Caught off guard. Fang Pien just stood there in silence, but a few days later he had completed a true image of the Sixth Patriarch. It looked just like the Master. The nose, ears, eyes, all the features were exactly right.  It was a perfect likeness right down to the finest detail.

When the Master saw this little statue of himself he couldn't help but smile. "Fang Pien," he said, "you may know how to model clay, but you don't know the Buddha nature.  In any case, you should always leave home, become a Bhiksu, and act as a field of blessing for men and gods."

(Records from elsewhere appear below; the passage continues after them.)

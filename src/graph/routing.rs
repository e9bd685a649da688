// Conditional Routing
// Pure predicates over PipelineState that pick the next edge

use std::sync::OnceLock;

use regex::Regex;

use super::state::PipelineState;

#[derive(Debug, Clone, Copy, PartialEq, Eq, Hash)]
pub enum RouteLabel {
    Continue,
    Invested,
    Done,
}

impl RouteLabel {
    pub fn as_str(&self) -> &'static str {
        match self {
            RouteLabel::Continue => "continue",
            RouteLabel::Invested => "invested",
            RouteLabel::Done => "done",
        }
    }
}

struct DecisionPatterns {
    affirmative: Regex,
    english_negation: Regex,
    korean_negation: Regex,
}

fn patterns() -> Option<&'static DecisionPatterns> {
    static PATTERNS: OnceLock<Option<DecisionPatterns>> = OnceLock::new();
    PATTERNS
        .get_or_init(|| {
            Some(DecisionPatterns {
                affirmative: Regex::new(r"(?i)\b(?:strong\s+buy|buy|invested|invest)\b|유치|확정")
                    .ok()?,
                english_negation: Regex::new(r"(?i)\b(?:not|no|don't|do not|pass)\b").ok()?,
                korean_negation: Regex::new(r"보류|불가|거절").ok()?,
            })
        })
        .as_ref()
}

/// Whether a free-text decision commits to investing.
///
/// English negations veto only when they come before the affirmative word;
/// Korean ones follow the verb, so they veto wherever they appear.
pub fn is_affirmative_decision(decision: &str) -> bool {
    let Some(patterns) = patterns() else {
        return false;
    };
    let Some(hit) = patterns.affirmative.find(decision) else {
        return false;
    };
    if patterns.korean_negation.is_match(decision) {
        return false;
    }
    !patterns.english_negation.is_match(&decision[..hit.start()])
}

/// After `investment_decision`: `invested` sends the entity to the report stage.
pub fn route_decision(state: &PipelineState) -> RouteLabel {
    let Some(current) = state.current() else {
        return RouteLabel::Continue;
    };
    let Some(decision) = current.investment_decision.as_ref() else {
        return RouteLabel::Continue;
    };

    if is_affirmative_decision(&decision.decision) {
        tracing::info!("[{}] investment confirmed: {}", current.name, decision.decision);
        RouteLabel::Invested
    } else {
        tracing::info!("[{}] not invested: {}", current.name, decision.decision);
        RouteLabel::Continue
    }
}

/// After `next_entity` and `report`: `done` once the worklist reported exhaustion.
pub fn check_done(state: &PipelineState) -> RouteLabel {
    if state.done {
        RouteLabel::Done
    } else {
        RouteLabel::Continue
    }
}
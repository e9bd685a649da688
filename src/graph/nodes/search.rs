// Search Node
// Candidate discovery: web search, model listing, normalization into the worklist

use async_trait::async_trait;
use serde_json::{json, Map, Value};

use crate::core::config::DiscoveryCount;
use crate::graph::node::{GraphError, Node, NodeContext, NodeOutput};
use crate::graph::state::{PipelineState, Startup};
use crate::graph::worklist::Worklist;
use crate::llm::response::{extract_array, extract_object, strip_fences};
use crate::prompts;

const TEMPERATURE: f64 = 0.2;

pub struct DiscoveryNode;

impl DiscoveryNode {
    pub fn new() -> Self {
        Self
    }
}

impl Default for DiscoveryNode {
    fn default() -> Self {
        Self::new()
    }
}

#[async_trait]
impl Node<PipelineState> for DiscoveryNode {
    fn id(&self) -> &'static str {
        "search"
    }

    fn name(&self) -> &'static str {
        "Startup Discovery"
    }

    async fn execute(
        &self,
        state: &mut PipelineState,
        ctx: &NodeContext<'_>,
    ) -> Result<NodeOutput, GraphError> {
        state.stage = Some(self.id().to_string());
        tracing::info!("Discovering startups for '{}' ({:?})", state.query, state.count);

        let results = match ctx.services.search.search_text(&state.query).await {
            Ok(text) => text,
            Err(err) => {
                tracing::warn!("Discovery search failed, continuing without context: {}", err);
                state.push_diagnostic(self.id(), None, format!("search: {}", err));
                String::new()
            }
        };

        let count = count_instruction(&state.count);
        let prompt = prompts::fill(
            prompts::DISCOVERY,
            &[
                ("count_instruction", count.as_str()),
                ("query", state.query.as_str()),
                ("results", results.as_str()),
            ],
        );

        // Without candidates there is nothing to evaluate: this one is fatal.
        let text = ctx
            .services
            .llm
            .invoke(&prompt, TEMPERATURE)
            .await
            .map_err(|e| GraphError::new(self.id(), format!("discovery failed: {}", e)))?;

        let mut startups = normalize_discovery(&text);
        let limit = state.count.upper_bound();
        if startups.len() > limit {
            tracing::warn!(
                "Model returned {} candidates, keeping the first {}",
                startups.len(),
                limit
            );
            startups.truncate(limit);
        }

        tracing::info!("Discovery found {} startups", startups.len());
        state.worklist = Worklist::new(startups);
        state.done = false;
        Ok(NodeOutput::Continue(None))
    }
}

fn count_instruction(count: &DiscoveryCount) -> String {
    match count {
        DiscoveryCount::Fixed(n) => format!("exactly {}", n),
        DiscoveryCount::Dynamic { max } => {
            format!("as many as are relevant (at most {})", max)
        }
    }
}

/// Turns raw discovery output into entity records, in order.
///
/// Unparsable output becomes one `startup-1` record carrying `raw_output`;
/// non-object items become `startup-<i>` (1-based).
pub fn normalize_discovery(text: &str) -> Vec<Startup> {
    let body = strip_fences(text);
    // A lone object may itself contain arrays; look at whichever opens first.
    let object_first = match (body.find('{'), body.find('[')) {
        (Some(object), Some(array)) => object < array,
        (Some(_), None) => true,
        _ => false,
    };
    let parsed = if object_first {
        extract_object(body)
            .map(|map| vec![Value::Object(map)])
            .or_else(|_| extract_array(body))
    } else {
        extract_array(body).or_else(|_| extract_object(body).map(|map| vec![Value::Object(map)]))
    };

    let items = match parsed {
        Ok(items) => items,
        Err(err) => {
            tracing::warn!("Discovery output is not JSON ({}), keeping raw text", err);
            vec![json!({ "name": "startup-1", "raw_output": text })]
        }
    };

    items
        .into_iter()
        .enumerate()
        .map(|(idx, item)| match item {
            Value::Object(map) => from_object(map, idx + 1),
            other => {
                let mut attributes = Map::new();
                attributes.insert("raw_output".to_string(), other);
                Startup {
                    name: format!("startup-{}", idx + 1),
                    attributes,
                    ..Default::default()
                }
            }
        })
        .collect()
}

fn from_object(mut map: Map<String, Value>, position: usize) -> Startup {
    let name = match map.remove("name") {
        Some(Value::String(name)) if !name.trim().is_empty() => name.trim().to_string(),
        Some(Value::Null) | None => format!("startup-{}", position),
        Some(Value::String(_)) => format!("startup-{}", position),
        Some(other) => other.to_string(),
    };
    Startup {
        name,
        attributes: map,
        ..Default::default()
    }
}

#[cfg(test)]
mod tests {
    use super::*;

    #[test]
    fn parses_fenced_array() {
        let text = "Here you go:\n```json\n[{\"name\": \"Acme\", \"domain\": \"K-12\"}, {\"name\": \"Beta\"}]\n```";
        let startups = normalize_discovery(text);

        assert_eq!(startups.len(), 2);
        assert_eq!(startups[0].name, "Acme");
        assert_eq!(startups[0].attribute("domain"), Some("K-12"));
        assert_eq!(startups[1].name, "Beta");
    }

    #[test]
    fn unparsable_output_becomes_one_raw_record() {
        let startups = normalize_discovery("I could not find anything useful.");

        assert_eq!(startups.len(), 1);
        assert_eq!(startups[0].name, "startup-1");
        assert_eq!(
            startups[0].attribute("raw_output"),
            Some("I could not find anything useful.")
        );
    }

    #[test]
    fn single_object_is_wrapped() {
        let startups = normalize_discovery("{\"name\": \"Solo\", \"market\": \"Korea\"}");
        assert_eq!(startups.len(), 1);
        assert_eq!(startups[0].name, "Solo");
        assert_eq!(startups[0].attribute("market"), Some("Korea"));
    }

    #[test]
    fn non_object_items_get_positional_names() {
        let startups = normalize_discovery("[\"Acme\", {\"name\": \"Beta\"}, 42, {\"domain\": \"HE\"}]");

        let names: Vec<_> = startups.iter().map(|s| s.name.as_str()).collect();
        assert_eq!(names, vec!["startup-1", "Beta", "startup-3", "startup-4"]);
        assert_eq!(startups[0].attribute("raw_output"), Some("Acme"));
        assert_eq!(startups[2].attributes.get("raw_output"), Some(&json!(42)));
    }

    #[test]
    fn object_with_nested_array_is_one_startup() {
        let startups = normalize_discovery("{\"name\": \"Solo\", \"tags\": [\"ai\", \"k12\"]}");
        assert_eq!(startups.len(), 1);
        assert_eq!(startups[0].name, "Solo");
    }

    #[test]
    fn empty_array_yields_no_startups() {
        assert!(normalize_discovery("[]").is_empty());
    }

    #[test]
    fn count_instruction_reflects_mode() {
        assert_eq!(count_instruction(&DiscoveryCount::Fixed(3)), "exactly 3");
        assert!(count_instruction(&DiscoveryCount::Dynamic { max: 5 }).contains("at most 5"));
    }
}
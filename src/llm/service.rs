use std::sync::Arc;
use std::time::Duration;

use crate::core::config::LlmSettings;
use crate::core::errors::{bounded, CapabilityError};
use crate::llm::openai::OpenAiProvider;
use crate::llm::provider::LlmProvider;
use crate::llm::types::{ChatMessage, ChatRequest};

#[derive(Clone)]
pub struct LlmService {
    provider: Arc<dyn LlmProvider>,
    model: String,
    embedding_model: String,
    timeout: Duration,
}

impl LlmService {
    pub fn new(provider: Arc<dyn LlmProvider>, settings: &LlmSettings) -> Self {
        Self {
            provider,
            model: settings.model.clone(),
            embedding_model: settings.embedding_model.clone(),
            timeout: settings.timeout(),
        }
    }

    pub fn from_settings(settings: &LlmSettings) -> Self {
        let provider = OpenAiProvider::new(settings.base_url.clone(), settings.api_key.clone());
        Self::new(Arc::new(provider), settings)
    }

    pub fn model(&self) -> &str {
        &self.model
    }

    /// Single-turn completion of `prompt` at `temperature`.
    pub async fn invoke(&self, prompt: &str, temperature: f64) -> Result<String, CapabilityError> {
        let request =
            ChatRequest::new(vec![ChatMessage::user(prompt)]).with_temperature(temperature);

        tracing::debug!(
            provider = self.provider.name(),
            model = %self.model,
            prompt_chars = prompt.len(),
            "invoking model"
        );

        let text = bounded("model", self.timeout, self.provider.chat(request, &self.model)).await?;
        Ok(text.trim().to_string())
    }

    pub async fn embed(&self, inputs: &[String]) -> Result<Vec<Vec<f32>>, CapabilityError> {
        if inputs.is_empty() {
            return Ok(Vec::new());
        }
        bounded(
            "embedding",
            self.timeout,
            self.provider.embed(inputs, &self.embedding_model),
        )
        .await
    }
}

XIII. MASTER WO LUN'S GATHA

Sutra:

One Bhiksu was reciting Dhyana Master Wo Lun's gatha;

"Wo Lun has the talent

To stop the hundred thoughts:

Facing states his mind won't move;

Bodhi grows day by day."

Commentary:

The reciter's name is not given; perhaps he had no name, or perhaps he didn't want to be famous.

Dhyana Master Wo Lun could cut off his thoughts, but Wo Lun himself, the 'cutter off of thoughts” still remained. Thus he had fallen into the second or third position. He was not in the number one position.

Sutra:

When the Master heard it he said, "This gatha shows no under standing of the mind-ground and to cultivate according to it will increase one's bondage."

Then he spoke this gatha:

"Hui Neng has no talent

To stop the hundred thoughts;

When face to face with situations,

His mind often moves;

How can Bodhi grow?"

Commentary:

      The Great Master replied,

            “I don’t have a single talent,

            Nor even the thought of cutting off thought.

            My mind responds in a natural way:

            Who cares whether Bodhi grows or not?”

      Here he expressed the same principle as in his earlier gatha: “Originally there is not one thing. Where can the dust alight?” The absolute is pure; what need is there to dust it off?


NOTES:

91 For the biography of "Filial-Son" Wang, the Great Master Ch'ang Jen,
   see Tripitaka Master Hsuan Hua, "Record of Water and Mirror Turning
   Back Heaven", translated with commentary by Bhiksu Heng Ching, VBS,
   beg. Vol. I, No. 7, (1970), P.18.

92 Wo Lun's gatua shows that he still held on to the idea of a subject:
   Wo Lun, and an object (in this case the absence of) thought.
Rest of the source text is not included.